# Bruce Springsteen



## schuberkovich (Apr 7, 2013)

What do you think of him? He seems to divide opinion between those who love him and those who think him grossly overrated.

I ask because I haven't found any other songs which reach the same levels of youthful restlessness, energy, emotion that some of his songs do, like:
Thunder Road 





Rosalita 





and The River 





A lot of his output to me is very run of the mill, but the gems there more than make up for it. Apart from a few songs, to me it's obvious that he peaked in the albums Born to Run/Darkness on the Edge of Town.
I'm wondering if a lot of the negative response is from people who've only heard his most famous songs, like Born to Run (which I find sterile and formulaic compared to the rest of the album), Born in the USA and other songs from the same album etc. (but I do admit that I love I'm on Fire and Dancing in the Dark).

I wonder if these people listened to Thunder Road repeatedly (it took me a month to fully appreciate it) will begin to love him.

Any thoughts welcome.


----------



## Mesa (Mar 2, 2012)

Wasn't much of a fan, but recently friend recently introduced me to Nebraska.










Utterly unpretentious and proof of his legitimate creative brilliance.


----------



## EricABQ (Jul 10, 2012)

I've been a big fan for a long time. I couldn't put it better than Jackson Browne did, so I'll quote him:

"Combining strains of Appalachian music, rockabilly, blues and R&B, his work epitomizes rock's deepest values: desire, the need for freedom and the search to find yourself. All through his songs there is a generosity and a willingness to portray even the simplest aspects of our lives in a dramatic and committed way."

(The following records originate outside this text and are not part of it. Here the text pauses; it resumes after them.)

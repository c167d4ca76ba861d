//! Mutable transform state of one image view
//!
//! Three spaces are involved:
//!
//! - **World**: pixels of the finest LOD, covering the whole image including margins
//! - **Envelope**: world scaled to view pixels and rotated about the content center, then
//!   shifted so the bounding box of the rotated content starts at the origin
//! - **View**: envelope shifted by the scroll offset; `(0, 0)` is the viewport's top-left
//!
//! Every setter recomputes the derived matrices before returning.

use crate::{Dimensions, LodInfo, Result, TiledImageError, utils};
use geo::{AffineTransform, Coord, Rect};

/// Transform state of a view showing one image
#[derive(Debug, Clone)]
pub struct ImageViewState {
    dimensions: Dimensions,
    lod_info: LodInfo,
    viewport_size: Coord<f64>,
    zoom: f64,
    /// Degrees in `[0, 360)`
    rotation: f64,
    /// Scroll offset in envelope space
    offset: Coord<f64>,
    layer: u32,

    lod_level: u32,
    lod_dimensions: Dimensions,
    view_to_world_scale: f64,
    lod_to_world_scale: f64,
    envelope_size: Coord<f64>,
    world_to_envelope: AffineTransform<f64>,
    envelope_to_world: AffineTransform<f64>,
    world_to_view: AffineTransform<f64>,
    view_to_world: AffineTransform<f64>,
}

#[cfg_attr(feature = "profiling", profiling::all_functions)]
impl ImageViewState {
    /// Create the state for a freshly attached image, at its initial zoom without rotation
    pub fn new(dimensions: Dimensions, lod_info: LodInfo, viewport_size: Coord<f64>) -> Result<Self> {
        dimensions.validate()?;
        lod_info.validate()?;
        let viewport_size = sanitize_viewport(viewport_size)?;
        let zoom = lod_info.initial_zoom();
        let lod_level = lod_info.calculate_lod_level(zoom);
        let lod_dimensions = lod_info.lod_dimensions(&dimensions, lod_level);
        let mut state = Self {
            dimensions,
            lod_info,
            viewport_size,
            zoom,
            rotation: 0.0,
            offset: Coord::zero(),
            layer: 0,
            lod_level,
            lod_dimensions,
            view_to_world_scale: 1.0,
            lod_to_world_scale: 1.0,
            envelope_size: Coord::zero(),
            world_to_envelope: AffineTransform::identity(),
            envelope_to_world: AffineTransform::identity(),
            world_to_view: AffineTransform::identity(),
            view_to_world: AffineTransform::identity(),
        };
        state.update_matrices();
        Ok(state)
    }

    pub fn dimensions(&self) -> &Dimensions {
        &self.dimensions
    }

    pub fn lod_info(&self) -> &LodInfo {
        &self.lod_info
    }

    pub fn zoom(&self) -> f64 {
        self.zoom
    }

    pub fn rotation(&self) -> f64 {
        self.rotation
    }

    pub fn offset(&self) -> Coord<f64> {
        self.offset
    }

    pub fn layer(&self) -> u32 {
        self.layer
    }

    pub fn lod_level(&self) -> u32 {
        self.lod_level
    }

    /// Tile grid at the current LOD level
    pub fn lod_dimensions(&self) -> &Dimensions {
        &self.lod_dimensions
    }

    pub fn viewport_size(&self) -> Coord<f64> {
        self.viewport_size
    }

    /// Viewport rectangle in view space
    pub fn viewport_rect(&self) -> Rect<f64> {
        utils::rect_from_origin_size(0.0, 0.0, self.viewport_size.x, self.viewport_size.y)
    }

    /// World pixels per view pixel
    pub fn view_to_world_scale(&self) -> f64 {
        self.view_to_world_scale
    }

    /// World pixels per pixel of the current LOD
    pub fn lod_to_world_scale(&self) -> f64 {
        self.lod_to_world_scale
    }

    /// LOD pixels per view pixel
    pub fn view_to_lod_scale(&self) -> f64 {
        self.view_to_world_scale / self.lod_to_world_scale
    }

    /// Size of the bounding box of the rotated content, i.e. the scrollable extent
    pub fn envelope_size(&self) -> Coord<f64> {
        self.envelope_size
    }

    /// Size of the unrotated content in view pixels
    pub fn content_size(&self) -> Coord<f64> {
        Coord {
            x: self.dimensions.content_width() as f64 / self.view_to_world_scale,
            y: self.dimensions.content_height() as f64 / self.view_to_world_scale,
        }
    }

    pub fn world_to_envelope(&self) -> &AffineTransform<f64> {
        &self.world_to_envelope
    }

    pub fn envelope_to_world(&self) -> &AffineTransform<f64> {
        &self.envelope_to_world
    }

    pub fn world_to_view(&self) -> &AffineTransform<f64> {
        &self.world_to_view
    }

    pub fn view_to_world(&self) -> &AffineTransform<f64> {
        &self.view_to_world
    }

    pub fn view_point_to_world(&self, point: Coord<f64>) -> Coord<f64> {
        self.view_to_world.apply(point)
    }

    pub fn world_point_to_view(&self, point: Coord<f64>) -> Coord<f64> {
        self.world_to_view.apply(point)
    }

    /// World rectangle covered by a `columns`×`rows` block of tiles at the current LOD.
    ///
    /// Edges of adjacent blocks coincide exactly.
    pub fn tile_block_world_rect(&self, column: u32, row: u32, columns: u32, rows: u32) -> Rect<f64> {
        let tile_width = f64::from(self.lod_dimensions.tile_width()) * self.lod_to_world_scale;
        let tile_height = f64::from(self.lod_dimensions.tile_height()) * self.lod_to_world_scale;
        Rect::new(
            Coord {
                x: f64::from(column) * tile_width,
                y: f64::from(row) * tile_height,
            },
            Coord {
                x: f64::from(column + columns) * tile_width,
                y: f64::from(row + rows) * tile_height,
            },
        )
    }

    pub fn tile_world_rect(&self, column: u32, row: u32) -> Rect<f64> {
        self.tile_block_world_rect(column, row, 1, 1)
    }

    /// Set the zoom level, keeping the viewport center fixed
    pub fn set_zoom(&mut self, zoom: f64) {
        let center = self.viewport_center();
        self.zoom_about(zoom, center);
    }

    /// Set the zoom level, keeping `focal_point` (view space) over the same world point
    pub fn zoom_about(&mut self, zoom: f64, focal_point: Coord<f64>) {
        let zoom = self.lod_info.clamp_zoom(zoom);
        let world_point = self.view_point_to_world(focal_point);
        self.zoom = zoom;
        self.lod_level = self.lod_info.calculate_lod_level(zoom);
        self.lod_dimensions = self.lod_info.lod_dimensions(&self.dimensions, self.lod_level);
        self.update_matrices();
        self.pin_world_point(world_point, focal_point);
    }

    pub fn set_rotation(&mut self, degrees: f64) {
        let center = self.viewport_center();
        self.rotate_about(degrees, center);
    }

    /// Set the rotation, keeping `focal_point` (view space) over the same world point
    pub fn rotate_about(&mut self, degrees: f64, focal_point: Coord<f64>) {
        if !degrees.is_finite() {
            return;
        }
        let world_point = self.view_point_to_world(focal_point);
        self.rotation = utils::normalize_degrees(degrees);
        self.update_matrices();
        self.pin_world_point(world_point, focal_point);
    }

    pub fn set_offset(&mut self, offset: Coord<f64>) {
        if !(offset.x.is_finite() && offset.y.is_finite()) {
            return;
        }
        self.offset = offset;
        self.update_matrices();
    }

    /// Scroll by `delta` view pixels
    pub fn pan_by(&mut self, delta: Coord<f64>) {
        self.set_offset(self.offset + delta);
    }

    /// Center the rotated content inside the viewport
    pub fn centralize(&mut self) {
        self.set_offset((self.envelope_size - self.viewport_size) / 2.0);
    }

    pub fn set_viewport_size(&mut self, size: Coord<f64>) -> Result<()> {
        self.viewport_size = sanitize_viewport(size)?;
        Ok(())
    }

    /// Select a layer. `layer_count` itself addresses the stacked layer.
    pub fn set_layer(&mut self, layer: u32) {
        self.layer = layer.min(self.dimensions.layer_count());
    }

    fn viewport_center(&self) -> Coord<f64> {
        self.viewport_size / 2.0
    }

    /// Choose the offset so that `world_point` is shown at `view_point`
    fn pin_world_point(&mut self, world_point: Coord<f64>, view_point: Coord<f64>) {
        let envelope_point = self.world_to_envelope.apply(world_point);
        self.set_offset(envelope_point - view_point);
    }

    fn update_matrices(&mut self) {
        self.view_to_world_scale = self.lod_info.max_zoom() / self.zoom;
        self.lod_to_world_scale = self.lod_info.lod_to_world_scale(self.lod_level);

        let scale = 1.0 / self.view_to_world_scale;
        let content_min = Coord {
            x: f64::from(self.dimensions.horizontal_margin()) * scale,
            y: f64::from(self.dimensions.vertical_margin()) * scale,
        };
        let content = utils::rect_from_origin_size(
            content_min.x,
            content_min.y,
            self.dimensions.content_width() as f64 * scale,
            self.dimensions.content_height() as f64 * scale,
        );
        let center = content.center();

        let rotation = utils::rotation_about(self.rotation, center);
        let rotated = utils::transform_vertices(&rotation, &content);
        let envelope = utils::bounding_rect(&rotated).unwrap_or(content);
        self.envelope_size = Coord {
            x: envelope.width(),
            y: envelope.height(),
        };

        let (sin, cos) = self.rotation.to_radians().sin_cos();
        let to_envelope = -envelope.min();
        let to_view = to_envelope - self.offset;
        self.world_to_envelope = similarity(scale, sin, cos, center, to_envelope);
        self.envelope_to_world = similarity_inverse(scale, sin, cos, center, to_envelope);
        self.world_to_view = similarity(scale, sin, cos, center, to_view);
        self.view_to_world = similarity_inverse(scale, sin, cos, center, to_view);
    }
}

fn sanitize_viewport(size: Coord<f64>) -> Result<Coord<f64>> {
    if size.x.is_finite() && size.y.is_finite() && size.x >= 0.0 && size.y >= 0.0 {
        Ok(size)
    } else {
        Err(TiledImageError::InvalidDimensions(format!(
            "viewport size must be finite and non-negative, got {}x{}",
            size.x, size.y
        )))
    }
}

/// `p -> R(scale * p - center) + center + translation`, `R` rotating by the given angle
fn similarity(
    scale: f64,
    sin: f64,
    cos: f64,
    center: Coord<f64>,
    translation: Coord<f64>,
) -> AffineTransform<f64> {
    AffineTransform::new(
        scale * cos,
        -scale * sin,
        center.x - cos * center.x + sin * center.y + translation.x,
        scale * sin,
        scale * cos,
        center.y - sin * center.x - cos * center.y + translation.y,
    )
}

/// Exact inverse of [`similarity`]
fn similarity_inverse(
    scale: f64,
    sin: f64,
    cos: f64,
    center: Coord<f64>,
    translation: Coord<f64>,
) -> AffineTransform<f64> {
    let shifted = translation + center;
    AffineTransform::new(
        cos / scale,
        sin / scale,
        (center.x - cos * shifted.x - sin * shifted.y) / scale,
        -sin / scale,
        cos / scale,
        (center.y + sin * shifted.x - cos * shifted.y) / scale,
    )
}

#[cfg(test)]
mod tests {
    use super::*;

    fn assert_close(a: Coord<f64>, b: Coord<f64>) {
        assert!(
            (a.x - b.x).abs() < 1e-6 && (a.y - b.y).abs() < 1e-6,
            "{a:?} != {b:?}"
        );
    }

    fn state() -> ImageViewState {
        let dims = Dimensions::new(8, 4, 256, 256, 2, 0, 0).unwrap();
        let lod = LodInfo::uniform(0, 3, 0.5, 0.125, 1.0, 2.0).unwrap();
        ImageViewState::new(dims, lod, Coord { x: 800.0, y: 600.0 }).unwrap()
    }

    #[test]
    fn test_identity_at_max_zoom() {
        let mut state = state();
        state.zoom_about(1.0, Coord::zero());
        state.set_offset(Coord::zero());
        assert_eq!(state.lod_level(), 0);
        assert_eq!(state.view_to_world_scale(), 1.0);
        let p = Coord { x: 123.0, y: 456.0 };
        assert_close(state.world_point_to_view(p), p);
        assert_close(state.view_point_to_world(p), p);
        assert_close(state.envelope_size(), Coord { x: 2048.0, y: 1024.0 });
    }

    #[test]
    fn test_inverse_matrices() {
        let mut state = state();
        state.set_rotation(37.0);
        state.set_offset(Coord { x: -40.0, y: 75.5 });
        for p in [
            Coord { x: 0.0, y: 0.0 },
            Coord { x: 1000.0, y: 20.0 },
            Coord { x: -3.0, y: 999.0 },
        ] {
            let back = state.view_point_to_world(state.world_point_to_view(p));
            assert_close(back, p);
            let back = state
                .envelope_to_world()
                .apply(state.world_to_envelope().apply(p));
            assert_close(back, p);
        }
    }

    #[test]
    fn test_envelope_contains_rotated_content() {
        let mut state = state();
        state.set_rotation(90.0);
        // 2048x1024 world at zoom 0.5 is 1024x512 view pixels, swapped by the rotation
        assert_close(state.envelope_size(), Coord { x: 512.0, y: 1024.0 });
        let corner = state.world_to_envelope().apply(Coord { x: 0.0, y: 0.0 });
        assert!(corner.x >= -1e-9 && corner.y >= -1e-9);
    }

    #[test]
    fn test_zoom_about_keeps_focal_point() {
        let mut state = state();
        state.set_rotation(30.0);
        let focal = Coord { x: 200.0, y: 150.0 };
        let world = state.view_point_to_world(focal);
        state.zoom_about(0.9, focal);
        assert_eq!(state.zoom(), 0.9);
        assert_close(state.view_point_to_world(focal), world);

        state.rotate_about(-45.0, focal);
        assert_eq!(state.rotation(), 315.0);
        assert_close(state.view_point_to_world(focal), world);
    }

    #[test]
    fn test_zoom_is_clamped_and_selects_lod() {
        let mut state = state();
        state.set_zoom(50.0);
        assert_eq!(state.zoom(), 1.0);
        assert_eq!(state.lod_level(), 0);
        state.set_zoom(0.0);
        assert_eq!(state.zoom(), 0.125);
        assert_eq!(state.lod_level(), 3);
        assert_eq!(state.lod_to_world_scale(), 8.0);
        assert_eq!(state.lod_dimensions().horizontal_tiles(), 1);
        assert_eq!(state.view_to_lod_scale(), 1.0);
    }

    #[test]
    fn test_centralize() {
        let mut state = state();
        state.centralize();
        // envelope 1024x512 inside an 800x600 viewport
        assert_close(state.offset(), Coord { x: 112.0, y: -44.0 });
        let center = state.world_point_to_view(Coord { x: 1024.0, y: 512.0 });
        assert_close(center, Coord { x: 400.0, y: 300.0 });
    }

    #[test]
    fn test_tile_world_rect_uses_lod_scale() {
        let mut state = state();
        state.set_zoom(0.5);
        assert_eq!(state.lod_level(), 1);
        let rect = state.tile_world_rect(1, 2);
        assert_eq!(rect.min(), Coord { x: 512.0, y: 1024.0 });
        assert_eq!(rect.max(), Coord { x: 1024.0, y: 1536.0 });
    }

    #[test]
    fn test_rejects_invalid_viewport() {
        let mut state = state();
        assert!(state.set_viewport_size(Coord { x: -1.0, y: 10.0 }).is_err());
        assert!(state.set_viewport_size(Coord { x: f64::NAN, y: 10.0 }).is_err());
        assert!(state.set_viewport_size(Coord { x: 0.0, y: 0.0 }).is_ok());
    }

    #[test]
    fn test_set_layer_clamps_to_stacked_layer() {
        let mut state = state();
        state.set_layer(1);
        assert_eq!(state.layer(), 1);
        state.set_layer(9);
        assert_eq!(state.layer(), 2);
    }
}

http://www.rollingstone.com/music/lists/100-greatest-artists-of-all-time-19691231/bruce-springsteen-20110420


----------



## brotagonist (Jul 11, 2013)

Grossly overrated Schmaltz. Tiresome 'guaranteed to sell' American patriotism. Run-of-the-mill mainstream radio music.


----------



## Blancrocher (Jul 6, 2013)

brotagonist said:


> Grossly overrated Schmaltz. Tiresome 'guaranteed to sell' American patriotism. Run-of-the-mill mainstream radio music.


Incidentally, I must have heard "Born in the USA" a thousand times before realizing it was a protest against American foreign policy.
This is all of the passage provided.